Minnesota center Daniel Oturu and Maryland big man Jalen Smith are both considered first-round picks in the most recent mock draft at NBADraft.net. Garza’s name does not appear in either round. There are questions about how well his game will translate to that level, whether he’d be able to defend agile post players.

But Bilas, who has a respected eye for talent, believes Garza will make it to the league. 

“He’ll play in the NBA because he can shoot it and step away, and he’s got a big body and he can rebound,” Bilas said. “The NBA’s always looking for stars, but you can make a lot of money as a role player.”

ESPN College GameDay host Jay Bilas believe Iowa star Luka Garza has a future in the NBA.

Garza said he hasn’t given the NBA any thought. His focus is on winning a Big Ten championship and getting the Hawkeyes back to the NCAA Tournament, where they were bounced in the second round a year ago.

Frank Garza said the family’s goal is even higher, one that hints at what Luka’s NBA decision will be later this year.

“We came here to win a national championship,” Frank said. “It’s always been my belief, marrow deep, that we can bring a national championship home.

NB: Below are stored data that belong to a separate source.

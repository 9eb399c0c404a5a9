//! Health Check Endpoints
//!
//! Kubernetes-compatible health checks:
//! - /health/ping - simple liveness check
//! - /health/live - process alive check
//! - /health/ready - backend reachability
//!
//! No authentication required for health endpoints. The gate keeps serving
//! while any backend the degradation ladder can route around is down, so
//! readiness degrades rather than failing unless the durable store is out.

use crate::state::AppState;
use axum::{extract::State, http::StatusCode, response::IntoResponse, routing::get, Json, Router};
use lexflow_core::{BackendHealth, HealthStatus, SystemHealth};
use serde::{Deserialize, Serialize};
use std::time::Instant;

// ============================================================================
// TYPES
// ============================================================================

#[derive(Debug, Clone, Serialize, Deserialize)]
#[cfg_attr(feature = "openapi", derive(utoipa::ToSchema))]
pub struct ReadinessResponse {
    #[serde(flatten)]
    pub health: SystemHealth,
    pub version: String,
    pub uptime_seconds: u64,
}

// ============================================================================
// HANDLERS
// ============================================================================

/// GET /health/ping - Simple pong response
pub async fn ping() -> impl IntoResponse {
    (StatusCode::OK, "pong")
}

/// GET /health/live - Process liveness check
pub async fn liveness() -> impl IntoResponse {
    (StatusCode::OK, Json(serde_json::json!({"status": "alive"})))
}

/// GET /health/ready - Readiness check (backend reachability)
pub async fn readiness(State(state): State<AppState>) -> impl IntoResponse {
    let mut backends = Vec::new();

    // Durable store: the one backend readiness cannot shrug off
    let started = Instant::now();
    match state.durable.stats().await {
        Ok(_) => backends.push(BackendHealth::healthy(
            "durable",
            started.elapsed().as_millis() as i64,
        )),
        Err(e) => backends.push(BackendHealth::unhealthy("durable", e.to_string())),
    }

    // Graph store, when configured
    if let Some(graph) = &state.graph {
        match graph.ping().await {
            Ok(latency) => backends.push(BackendHealth::healthy("graph", latency)),
            Err(e) => backends.push(BackendHealth::unhealthy("graph", e.to_string())),
        }
    }

    // Cache, when configured
    if let Some(cache) = &state.cache {
        let started = Instant::now();
        match cache.stats().await {
            Ok(_) => backends.push(BackendHealth::healthy(
                "cache",
                started.elapsed().as_millis() as i64,
            )),
            Err(e) => backends.push(BackendHealth::unhealthy("cache", e.to_string())),
        }
    }

    let health = SystemHealth::aggregate(backends);
    let status_code = match health.status {
        HealthStatus::Unhealthy => StatusCode::SERVICE_UNAVAILABLE,
        _ => StatusCode::OK,
    };

    let response = ReadinessResponse {
        health,
        version: env!("CARGO_PKG_VERSION").to_string(),
        uptime_seconds: state.started_at.elapsed().as_secs(),
    };

    (status_code, Json(response))
}

// ============================================================================
// ROUTER
// ============================================================================

/// Create health check router (no auth required)
pub fn create_router() -> Router<AppState> {
    Router::new()
        .route("/ping", get(ping))
        .route("/live", get(liveness))
        .route("/ready", get(readiness))
}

We believe you can do it at Iowa. You can do it with Fran. I’m expecting we’re on that path.”

Settles would like to see Garza return to Iowa and take a shot at becoming the school’s all-time leading scorer. Roy Marble currently holds that mark with 2,116 points. Garza is already at 1,301.

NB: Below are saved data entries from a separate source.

impl StructuredOutput for PlanOutput {
    fn schema_hint() -> &'static str {
        r#"{
  "agents": [{"agent": "graph|http|vector", "query_rewrites": ["..."], "filters": {}, "top_k": 10}],
  "experts": ["literal", "systemic-teleological", "principles-balancer", "precedent-analyst"],
  "synthesis": "convergent|divergent|auto",
  "iteration_budget": 1,
  "rationale": "why this plan"
}"#
    }

    fn validate(&self) -> Result<(), String> {
        if self.agents.is_empty() {
            return Err("plan must name at least one agent".to_string());
        }
        if self.experts.is_empty() {
            return Err("plan must name at least one expert".to_string());
        }
        for agent in &self.agents {
            AgentKind::from_db_str(&agent.agent).map_err(|e| e.to_string())?;
            if let Some(top_k) = agent.top_k {
                if top_k <= 0 {
                    return Err(format!("top_k {} must be positive", top_k));
                }
            }
        }
        for expert in &self.experts {
            ExpertKind::from_db_str(expert).map_err(|e| e.to_string())?;
        }
        if let Some(synthesis) = &self.synthesis {
            SynthesisMode::from_db_str(synthesis).map_err(|e| e.to_string())?;
        }
        Ok(())
    }
}

// ============================================================================
// ROUTER
// ============================================================================

/// Inputs the router consumes. All read-only.
pub struct RoutingInput<'a> {
    pub query_text: &'a str,
    pub context: &'a QueryContext,
    pub enriched: &'a EnrichedContext,
    pub current_iteration: i32,
    pub prior_answer: Option<&'a ProvisionalAnswer>,
    pub directive: Option<&'a RefinementDirective>,
}

/// What the router produced, and how.
#[derive(Debug)]
pub struct RoutingOutcome {
    pub plan: ExecutionPlan,
    /// True when the deterministic default plan was substituted
    pub fell_back: bool,
    /// Retry annotations from the JSON contract
    pub annotations: Vec<String>,
}

const ROUTER_SYSTEM: &str = "You are the routing stage of an Italian legal \
research engine. Given a legal query and its analysis, decide which retrieval \
agents to invoke (graph, http, vector), with what query rewrites and top-k, \
which reasoning experts to activate, how their opinions should be synthesized, \
and how many refinement iterations the question merits. Prefer few agents for \
simple lookups and the full panel for controversial questions.";

/// The LLM planner.
pub struct Router {
    chat: Arc<dyn ChatProvider>,
    config: EngineConfig,
}

impl Router {
    pub fn new(chat: Arc<dyn ChatProvider>, config: EngineConfig) -> Self {
        Self { chat, config }
    }

    /// Produce the plan for one iteration. Never fails: persistent LLM
    /// failure yields the deterministic fallback plan.
    pub async fn route(&self, input: &RoutingInput<'_>) -> RoutingOutcome {
        let prompt = render_prompt(input);
        let request = ChatRequest::new(prompt)
            .with_temperature(self.config.llm.temperature_router)
            .with_max_tokens(1024);

        let result = call_structured::<PlanOutput>(
            self.chat.as_ref(),
            ROUTER_SYSTEM,
            request,
            self.config.llm.json_max_retries,
        )
        .await;

        match result {
            Ok(outcome) => {
                match self.convert(outcome.value, input.current_iteration) {
                    Ok(plan) => RoutingOutcome {
                        plan,
                        fell_back: false,
                        annotations: outcome.annotations,
                    },
                    Err(reason) => {
                        tracing::warn!(%reason, "router produced an unusable plan, falling back");
                        let mut annotations = outcome.annotations;
                        annotations.push(reason);
                        RoutingOutcome {
                            plan: self.fallback_plan(input),
                            fell_back: true,
                            annotations,
                        }
                    }
                }
            }
            Err(e) => {
                tracing::warn!(error = %e, "router LLM failed, falling back");
                RoutingOutcome {
                    plan: self.fallback_plan(input),
                    fell_back: true,
                    annotations: vec![e.to_string()],
                }
            }
        }
    }

    /// Turn validated output into a plan, applying defaults for omitted
    /// fields. Budget below the current iteration is unusable.
    fn convert(&self, output: PlanOutput, current_iteration: i32) -> Result<ExecutionPlan, String> {
        let budget = output.iteration_budget.unwrap_or(current_iteration);
        if budget < current_iteration {
            return Err(format!(
                "iteration budget {} below current iteration {}",
                budget, current_iteration
            ));
        }

        let mut experts = Vec::new();
        for name in &output.experts {
            let expert = ExpertKind::from_db_str(name).map_err(|e| e.to_string())?;
            if !experts.contains(&expert) {
                experts.push(expert);
            }
        }

        let mut agents = Vec::new();
        for agent in output.agents {
            let kind = AgentKind::from_db_str(&agent.agent).map_err(|e| e.to_string())?;
            agents.push(AgentInvocation {
                agent: kind,
                query_rewrites: agent.query_rewrites,
                filters: agent.filters,
                top_k: agent.top_k.unwrap_or(self.config.agents.topk_default),
            });
        }

        let synthesis = output
            .synthesis
            .as_deref()
            .map(SynthesisMode::from_db_str)
            .transpose()
            .map_err(|e| e.to_string())?
            .unwrap_or(SynthesisMode::Auto);

        Ok(ExecutionPlan {
            agents,
            experts,
            synthesis,
            iteration_budget: budget,
            rationale: output.rationale,
        })
    }

    /// Deterministic default: graph + vector retrieval, literal +
    /// systemic-teleological reasoning, synthesis auto, budget = current.
    pub fn fallback_plan(&self, input: &RoutingInput<'_>) -> ExecutionPlan {
        let query = input.query_text.to_string();
        ExecutionPlan {
            agents: vec![
                AgentInvocation {
                    agent: AgentKind::Graph,
                    query_rewrites: vec![query.clone()],
                    filters: BTreeMap::new(),
                    top_k: self.config.agents.topk_default,
                },
                AgentInvocation {
                    agent: AgentKind::Vector,
                    query_rewrites: vec![query],
                    filters: BTreeMap::new(),
                    top_k: self.config.agents.topk_default,
                },
            ],
            experts: vec![ExpertKind::Literal, ExpertKind::SystemicTeleological],
            synthesis: SynthesisMode::Auto,
            iteration_budget: input.current_iteration,
            rationale: "default plan after router failure".to_string(),
        }
    }
}

/// Render the planning prompt: query, analysis digest, enrichment summary,
/// and the prior iteration's answer and directive when refining.
fn render_prompt(input: &RoutingInput<'_>) -> String {
    use std::fmt::Write;

    let mut prompt = String::with_capacity(1024);
    let _ = writeln!(prompt, "Query: {}", input.query_text);
    let _ = writeln!(
        prompt,
        "Intent: {} (confidence {:.2}), complexity {:.2}",
        input.context.intent.as_db_str(),
        input.context.intent_confidence,
        input.context.complexity
    );

    if !input.context.entities.is_empty() {
        let digest: Vec<String> = input
            .context
            .entities
            .iter()
            .take(12)
            .map(|e| format!("{:?}:{}", e.kind, e.text))
            .collect();
        let _ = writeln!(prompt, "Entities: {}", digest.join("; "));
    }
    if !input.context.concepts.is_empty() {
        let _ = writeln!(prompt, "Concepts: {}", input.context.concepts.join(", "));
    }

    let _ = writeln!(
        prompt,
        "Enrichment: {} norms, {} cases, {} doctrine, {} community",
        input.enriched.norms.len(),
        input.enriched.case_law.len(),
        input.enriched.doctrine.len(),
        input.enriched.community.len()
    );
    if !input.enriched.controversy_flags.is_empty() {
        let _ = writeln!(
            prompt,
            "Controversial concepts: {}",
            input.enriched.controversy_flags.join(", ")
        );
    }

    let _ = writeln!(prompt, "Current iteration: {}", input.current_iteration);

    if let Some(answer) = input.prior_answer {
        let _ = writeln!(
            prompt,
            "\nPrior answer (confidence {:.2}, consensus {:.2}):\n{}",
            answer.confidence,
            answer.consensus,
            truncate(&answer.text, 600)
        );
    }
    if let Some(directive) = input.directive {
        if !directive.gaps.is_empty() {
            let _ = writeln!(prompt, "Known gaps: {}", directive.gaps.join("; "));
        }
        if !directive.missing_information.is_empty() {
            let _ = writeln!(
                prompt,
                "User reports missing: {}",
                directive.missing_information.join("; ")
            );
        }
        if !directive.quality_concerns.is_empty() {
            let _ = writeln!(
                prompt,
                "Quality concerns: {}",
                directive.quality_concerns.join("; ")
            );
        }
    }

    prompt
}

fn truncate(text: &str, max_chars: usize) -> &str {
    match text.char_indices().nth(max_chars) {
        Some((idx, _)) => &text[..idx],
        None => text,
    }
}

Iowa hasn’t had a consensus first-team all-American since Chuck Darling in 1952. Garza is in line to be the next.

Settles called Garza the most impactful Hawkeye since Andre Woolridge in 1997. Before he’s done, Garza could have an argument as the best ever.

“I always play with emotion. That’s what basketball does for me, is allow me to show who I am,” Garza said.

“It doesn’t really matter who’s lined up in front of me. I’m just going to go as hard as I can. I play hard if I’m in the YMCA, if I’m in L.A. Fitness, as hard as I do in the Big Ten. I don’t really take any moment on the court for granted because you never know what’s going to be your last.”